Australian actor Eric Bana is Mark Chopper Read, a legendary criminal who wrote his best-selling autobiography, “From the Inside”, while serving a murder sentence in prison. Beginning in the blue-washed light of a maximum security Melbourne prison, Chopper establishes his dominance with the impulsive knifing of a fellow prisoner. Vacillating between violence and regret, Chopper apologies to his victim, but his good mate Jimmy (Simon Lyndon) later retaliates against. Finally released from prison, the heavily-tattooed Chopper has lost the better part of both of his ears, as well as the ability to make any distinction between his own made-up stories and reality. At a nightclub with his prostitute girlfriend, Tanya (Kate Beahan), he runs into Neville (Vince Colosimo), an old victim who had limped from the attack but now glitters in drug-funded gold. In his paranoia, Chopper connects rumors of a new contract on his life to Neville, Tanya, and his old mate Jimmy, to whom he pays a visit and discovers a man rotting from drug abuse. Alternately wickedly funny and grotesque, “Chopper” gives no easy answer to the question of Chopper Read’s motives, but his method is clear: "Ya bash people for no reason, just to get a name for yourself’.
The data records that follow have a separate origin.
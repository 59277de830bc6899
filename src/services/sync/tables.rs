//! Per-table synchronizers
//!
//! One routine per remote table. Each streams every row of its table from
//! the downloaded snapshot and upserts the corresponding local record,
//! matched by the remote key. The SQL text must match the provider's
//! table and column layout exactly.

use crate::db;
use crate::models::{
    Acs, Answer, BinaryData, Chapter, FigureSection, Group, Image, Library, Question, QuestionAcs,
    QuestionRefImage, QuestionReference, QuestionTest, Ref, Source, SubjectMatterCode, Test,
    TextConst,
};
use crate::services::choice::derive_choice;
use crate::services::decryptor::{strip_markup, GsDecryptor};
use crate::Result;
use sqlx::{Row, SqlitePool};

const TEXT_CONST_QUERY: &str =
    "SELECT ID, ConstName, ConstValue, GroupID, TestID, LastMod FROM TextConst";

const SOURCES_QUERY: &str = "SELECT ID, Author, Title, Abbreviation, LastMod FROM Sources";

const TESTS_QUERY: &str =
    "SELECT TestID, TestName, TestAbbr, GroupID, SortBy, LastMod FROM Tests";

const SUBJECT_MATTER_CODES_QUERY: &str =
    "SELECT ID, Code, SourceID, Description, LastMod, IsLSC FROM SubjectMatterCodes";

const REFS_QUERY: &str = "SELECT RefID, RefText, LastMod FROM Refs";

const QUESTION_TESTS_QUERY: &str =
    "SELECT ID, QuestionID, TestID, IsLinked, SortBy, LinkChapter, IsImportant FROM QuestionsTests";

const QUESTION_REFERENCES_QUERY: &str =
    "SELECT ID, QuestionID, RefID FROM QuestionsReferences";

const QUESTION_REF_IMAGES_QUERY: &str =
    "SELECT ID, QuestionID, ImageID, Annotation FROM QuestionsRefImages";

const QUESTION_ACS_QUERY: &str = "SELECT ID, QuestionID, ACSID FROM QuestionsACS";

const LIBRARY_QUERY: &str =
    "SELECT ID, Region, ParentID, Name, Description, IsSection, Source, Ordinal, LastMod FROM Library";

const GROUPS_QUERY: &str = "SELECT GroupID, GroupName, GroupAbbr, LastMod FROM Groups";

const FIGURE_SECTIONS_QUERY: &str =
    "SELECT FigureSectionID, FigureSection, LastMod FROM FigureSections";

const CHAPTERS_QUERY: &str =
    "SELECT ChapterID, ChapterName, GroupID, SortBy, LastMod FROM Chapters";

const ACS_QUERY: &str =
    "SELECT ID, GroupID, ParentID, Code, Description, IsCompletedCode, LastMod FROM ACS";

const BINARY_DATA_QUERY: &str =
    "SELECT ID, Category, GroupID, ImageName, Desc, FileName, BinType, BinData, LastMod FROM BinaryData";

const QUESTIONS_QUERY: &str =
    "SELECT QuestionID, QuestionText, ChapterID, SMCID, SourceID, LastMod, Explanation, OldQID, LSCID FROM Questions";

const ANSWERS_QUERY: &str =
    "SELECT AnswerID, AnswerText, QuestionID, IsCorrect, LastMod FROM Answers";

const IMAGES_QUERY: &str =
    "SELECT ID, PicType, GroupID, TestID, ImageName, Desc, FileName, BinImage, LastMod, FigureSectionID, PixelsPerNM, SortBy, ImageLibraryID FROM Images";

pub(crate) async fn sync_text_const(remote: &SqlitePool, local: &SqlitePool) -> Result<u64> {
    let rows = sqlx::query(TEXT_CONST_QUERY).fetch_all(remote).await?;
    let mut count = 0;
    for row in &rows {
        let record = TextConst {
            remote_id: row.try_get(0)?,
            const_name: row.try_get(1)?,
            const_value: row.try_get(2)?,
            group_id: row.try_get(3)?,
            test_id: row.try_get(4)?,
            last_modified: row.try_get(5)?,
            ..TextConst::default()
        };
        db::catalog::upsert_text_const(local, &record).await?;
        count += 1;
    }
    Ok(count)
}

pub(crate) async fn sync_sources(remote: &SqlitePool, local: &SqlitePool) -> Result<u64> {
    let rows = sqlx::query(SOURCES_QUERY).fetch_all(remote).await?;
    let mut count = 0;
    for row in &rows {
        let record = Source {
            remote_id: row.try_get(0)?,
            author: row.try_get(1)?,
            title: row.try_get(2)?,
            abbreviation: row.try_get(3)?,
            last_modified: row.try_get(4)?,
            ..Source::default()
        };
        db::catalog::upsert_source(local, &record).await?;
        count += 1;
    }
    Ok(count)
}

pub(crate) async fn sync_tests(remote: &SqlitePool, local: &SqlitePool) -> Result<u64> {
    let rows = sqlx::query(TESTS_QUERY).fetch_all(remote).await?;
    let mut count = 0;
    for row in &rows {
        let record = Test {
            test_id: row.try_get(0)?,
            test_name: row.try_get(1)?,
            test_abbr: row.try_get(2)?,
            group_id: row.try_get(3)?,
            sort_by: row.try_get(4)?,
            last_modified: row.try_get(5)?,
            ..Test::default()
        };
        db::catalog::upsert_test(local, &record).await?;
        count += 1;
    }
    Ok(count)
}

pub(crate) async fn sync_subject_matter_codes(
    remote: &SqlitePool,
    local: &SqlitePool,
) -> Result<u64> {
    let rows = sqlx::query(SUBJECT_MATTER_CODES_QUERY)
        .fetch_all(remote)
        .await?;
    let mut count = 0;
    for row in &rows {
        let record = SubjectMatterCode {
            remote_id: row.try_get(0)?,
            code: row.try_get(1)?,
            source_id: row.try_get(2)?,
            description: row.try_get(3)?,
            last_modified: row.try_get(4)?,
            is_lsc: row.try_get(5)?,
            ..SubjectMatterCode::default()
        };
        db::catalog::upsert_subject_matter_code(local, &record).await?;
        count += 1;
    }
    Ok(count)
}

pub(crate) async fn sync_refs(remote: &SqlitePool, local: &SqlitePool) -> Result<u64> {
    let rows = sqlx::query(REFS_QUERY).fetch_all(remote).await?;
    let mut count = 0;
    for row in &rows {
        let record = Ref {
            ref_id: row.try_get(0)?,
            ref_text: row.try_get(1)?,
            last_modified: row.try_get(2)?,
            ..Ref::default()
        };
        db::catalog::upsert_ref(local, &record).await?;
        count += 1;
    }
    Ok(count)
}

pub(crate) async fn sync_question_tests(remote: &SqlitePool, local: &SqlitePool) -> Result<u64> {
    let rows = sqlx::query(QUESTION_TESTS_QUERY).fetch_all(remote).await?;
    let mut count = 0;
    for row in &rows {
        let record = QuestionTest {
            remote_id: row.try_get(0)?,
            question_id: row.try_get(1)?,
            test_id: row.try_get(2)?,
            is_linked: row.try_get(3)?,
            sort_by: row.try_get(4)?,
            link_chapter: row.try_get(5)?,
            is_important: row.try_get(6)?,
            ..QuestionTest::default()
        };
        db::relations::upsert_question_test(local, &record).await?;
        count += 1;
    }
    Ok(count)
}

pub(crate) async fn sync_question_references(
    remote: &SqlitePool,
    local: &SqlitePool,
) -> Result<u64> {
    let rows = sqlx::query(QUESTION_REFERENCES_QUERY)
        .fetch_all(remote)
        .await?;
    let mut count = 0;
    for row in &rows {
        let record = QuestionReference {
            remote_id: row.try_get(0)?,
            question_id: row.try_get(1)?,
            ref_id: row.try_get(2)?,
            ..QuestionReference::default()
        };
        db::relations::upsert_question_reference(local, &record).await?;
        count += 1;
    }
    Ok(count)
}

pub(crate) async fn sync_question_ref_images(
    remote: &SqlitePool,
    local: &SqlitePool,
) -> Result<u64> {
    let rows = sqlx::query(QUESTION_REF_IMAGES_QUERY)
        .fetch_all(remote)
        .await?;
    let mut count = 0;
    for row in &rows {
        let record = QuestionRefImage {
            remote_id: row.try_get(0)?,
            question_id: row.try_get(1)?,
            image_id: row.try_get(2)?,
            annotation: row.try_get(3)?,
            ..QuestionRefImage::default()
        };
        db::relations::upsert_question_ref_image(local, &record).await?;
        count += 1;
    }
    Ok(count)
}

pub(crate) async fn sync_question_acs(remote: &SqlitePool, local: &SqlitePool) -> Result<u64> {
    let rows = sqlx::query(QUESTION_ACS_QUERY).fetch_all(remote).await?;
    let mut count = 0;
    for row in &rows {
        let record = QuestionAcs {
            remote_id: row.try_get(0)?,
            question_id: row.try_get(1)?,
            acs_id: row.try_get(2)?,
            ..QuestionAcs::default()
        };
        db::relations::upsert_question_acs(local, &record).await?;
        count += 1;
    }
    Ok(count)
}

pub(crate) async fn sync_library(remote: &SqlitePool, local: &SqlitePool) -> Result<u64> {
    let rows = sqlx::query(LIBRARY_QUERY).fetch_all(remote).await?;
    let mut count = 0;
    for row in &rows {
        let record = Library {
            remote_id: row.try_get(0)?,
            region: row.try_get(1)?,
            parent_id: row.try_get(2)?,
            name: row.try_get(3)?,
            description: row.try_get(4)?,
            is_section: row.try_get(5)?,
            source: row.try_get(6)?,
            ordinal: row.try_get(7)?,
            last_modified: row.try_get(8)?,
            ..Library::default()
        };
        db::catalog::upsert_library(local, &record).await?;
        count += 1;
    }
    Ok(count)
}

pub(crate) async fn sync_groups(remote: &SqlitePool, local: &SqlitePool) -> Result<u64> {
    let rows = sqlx::query(GROUPS_QUERY).fetch_all(remote).await?;
    let mut count = 0;
    for row in &rows {
        let record = Group {
            group_id: row.try_get(0)?,
            group_name: row.try_get(1)?,
            group_abbr: row.try_get(2)?,
            last_modified: row.try_get(3)?,
            ..Group::default()
        };
        db::catalog::upsert_group(local, &record).await?;
        count += 1;
    }
    Ok(count)
}

pub(crate) async fn sync_figure_sections(remote: &SqlitePool, local: &SqlitePool) -> Result<u64> {
    let rows = sqlx::query(FIGURE_SECTIONS_QUERY).fetch_all(remote).await?;
    let mut count = 0;
    for row in &rows {
        let record = FigureSection {
            figure_section_id: row.try_get(0)?,
            figure_section: row.try_get(1)?,
            last_modified: row.try_get(2)?,
            ..FigureSection::default()
        };
        db::catalog::upsert_figure_section(local, &record).await?;
        count += 1;
    }
    Ok(count)
}

pub(crate) async fn sync_chapters(remote: &SqlitePool, local: &SqlitePool) -> Result<u64> {
    let rows = sqlx::query(CHAPTERS_QUERY).fetch_all(remote).await?;
    let mut count = 0;
    for row in &rows {
        let record = Chapter {
            chapter_id: row.try_get(0)?,
            chapter_name: row.try_get(1)?,
            group_id: row.try_get(2)?,
            sort_by: row.try_get(3)?,
            last_modified: row.try_get(4)?,
            ..Chapter::default()
        };
        db::catalog::upsert_chapter(local, &record).await?;
        count += 1;
    }
    Ok(count)
}

pub(crate) async fn sync_acs(remote: &SqlitePool, local: &SqlitePool) -> Result<u64> {
    let rows = sqlx::query(ACS_QUERY).fetch_all(remote).await?;
    let mut count = 0;
    for row in &rows {
        let record = Acs {
            remote_id: row.try_get(0)?,
            group_id: row.try_get(1)?,
            parent_id: row.try_get(2)?,
            code: row.try_get(3)?,
            description: row.try_get(4)?,
            is_completed_code: row.try_get(5)?,
            last_modified: row.try_get(6)?,
            ..Acs::default()
        };
        db::catalog::upsert_acs(local, &record).await?;
        count += 1;
    }
    Ok(count)
}

pub(crate) async fn sync_binary_data(remote: &SqlitePool, local: &SqlitePool) -> Result<u64> {
    let rows = sqlx::query(BINARY_DATA_QUERY).fetch_all(remote).await?;
    let mut count = 0;
    for row in &rows {
        let record = BinaryData {
            remote_id: row.try_get(0)?,
            category: row.try_get(1)?,
            group_id: row.try_get(2)?,
            image_name: row.try_get(3)?,
            description: row.try_get(4)?,
            file_name: row.try_get(5)?,
            bin_type: row.try_get(6)?,
            bin_data: row.try_get(7)?,
            last_modified: row.try_get(8)?,
            ..BinaryData::default()
        };
        db::catalog::upsert_binary_data(local, &record).await?;
        count += 1;
    }
    Ok(count)
}

/// Sync questions for one course. Question text and explanation are
/// decrypted; the explanation additionally has markup stripped.
pub(crate) async fn sync_questions(
    remote: &SqlitePool,
    local: &SqlitePool,
    decryptor: &GsDecryptor,
    course: &str,
) -> Result<u64> {
    let rows = sqlx::query(QUESTIONS_QUERY).fetch_all(remote).await?;
    let mut count = 0;
    for row in &rows {
        let text = match row.try_get::<Option<String>, _>(1)? {
            Some(raw) => Some(decryptor.decrypt(&raw)?),
            None => None,
        };
        let explanation = match row.try_get::<Option<String>, _>(6)? {
            Some(raw) => Some(strip_markup(&decryptor.decrypt(&raw)?)),
            None => None,
        };
        let record = Question {
            remote_id: row.try_get(0)?,
            course: course.to_string(),
            text,
            chapter_id: row.try_get(2)?,
            smc_id: row.try_get(3)?,
            source_id: row.try_get(4)?,
            last_modified: row.try_get(5)?,
            explanation,
            old_question_id: row.try_get(7)?,
            lsc_id: row.try_get(8)?,
            ..Question::default()
        };
        db::questions::upsert(local, &record).await?;
        count += 1;
    }
    Ok(count)
}

/// Sync answers. Text is decrypted and stripped of markup; an answer
/// without a choice letter gets the first unused one among its siblings.
pub(crate) async fn sync_answers(
    remote: &SqlitePool,
    local: &SqlitePool,
    decryptor: &GsDecryptor,
) -> Result<u64> {
    let rows = sqlx::query(ANSWERS_QUERY).fetch_all(remote).await?;
    let mut count = 0;
    for row in &rows {
        let remote_id: i64 = row.try_get(0)?;
        let question_id: i64 = row.try_get(2)?;

        let existing = db::answers::find_by_remote_id(local, remote_id).await?;
        let current_choice = existing.and_then(|a| a.choice);
        let choice = match current_choice {
            Some(choice) => choice,
            None => {
                let used = db::answers::choices_for_question(local, question_id).await?;
                derive_choice(None, &used, question_id)?
            }
        };

        let text = match row.try_get::<Option<String>, _>(1)? {
            Some(raw) => Some(strip_markup(&decryptor.decrypt(&raw)?)),
            None => None,
        };
        let record = Answer {
            remote_id,
            text,
            question_id,
            correct: row.try_get(3)?,
            choice: Some(choice),
            last_modified: row.try_get(4)?,
            ..Answer::default()
        };
        db::answers::upsert(local, &record).await?;
        count += 1;
    }
    Ok(count)
}

pub(crate) async fn sync_images(remote: &SqlitePool, local: &SqlitePool) -> Result<u64> {
    let rows = sqlx::query(IMAGES_QUERY).fetch_all(remote).await?;
    let mut count = 0;
    for row in &rows {
        let record = Image {
            remote_id: row.try_get(0)?,
            pic_type: row.try_get(1)?,
            group_id: row.try_get(2)?,
            test_id: row.try_get(3)?,
            image_name: row.try_get(4)?,
            description: row.try_get(5)?,
            file_name: row.try_get(6)?,
            bin_image: row.try_get(7)?,
            last_modified: row.try_get(8)?,
            figure_section_id: row.try_get(9)?,
            pixels_per_nm: row.try_get(10)?,
            sort_by: row.try_get(11)?,
            image_library_id: row.try_get(12)?,
            ..Image::default()
        };
        db::images::upsert(local, &record).await?;
        count += 1;
    }
    Ok(count)
}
Andrew Dominik (born 1967) is a New Zealand-born Australian film director and screenwriter. He has directed two films so far: Chopper and The Assassination of Jesse James by the Coward Robert Ford. —Wikipedia
Entertaining and well-directed. The coke and courtroom scenes were well done. I'm guessing the bad VHS cinematography was more the result of a low budget than a creative vision but despite how uncomfortable Chopper has the tendency to make its audience feel it doesn't overstay its welcome.
Darkly humorous, deeply disturbing, with an excellent performance by Eric Banner as "Chopper". Simply put, if Chopper himself was happy with his portrayal in this movie, than it's something amazing.
Set the benchmark for a lot of great crime/prison films of the 2000s (Pusher trilogy, Bronson, Hunger, A Prophet). Eric Bana sure is wasting his potential in his hollywood career since this film.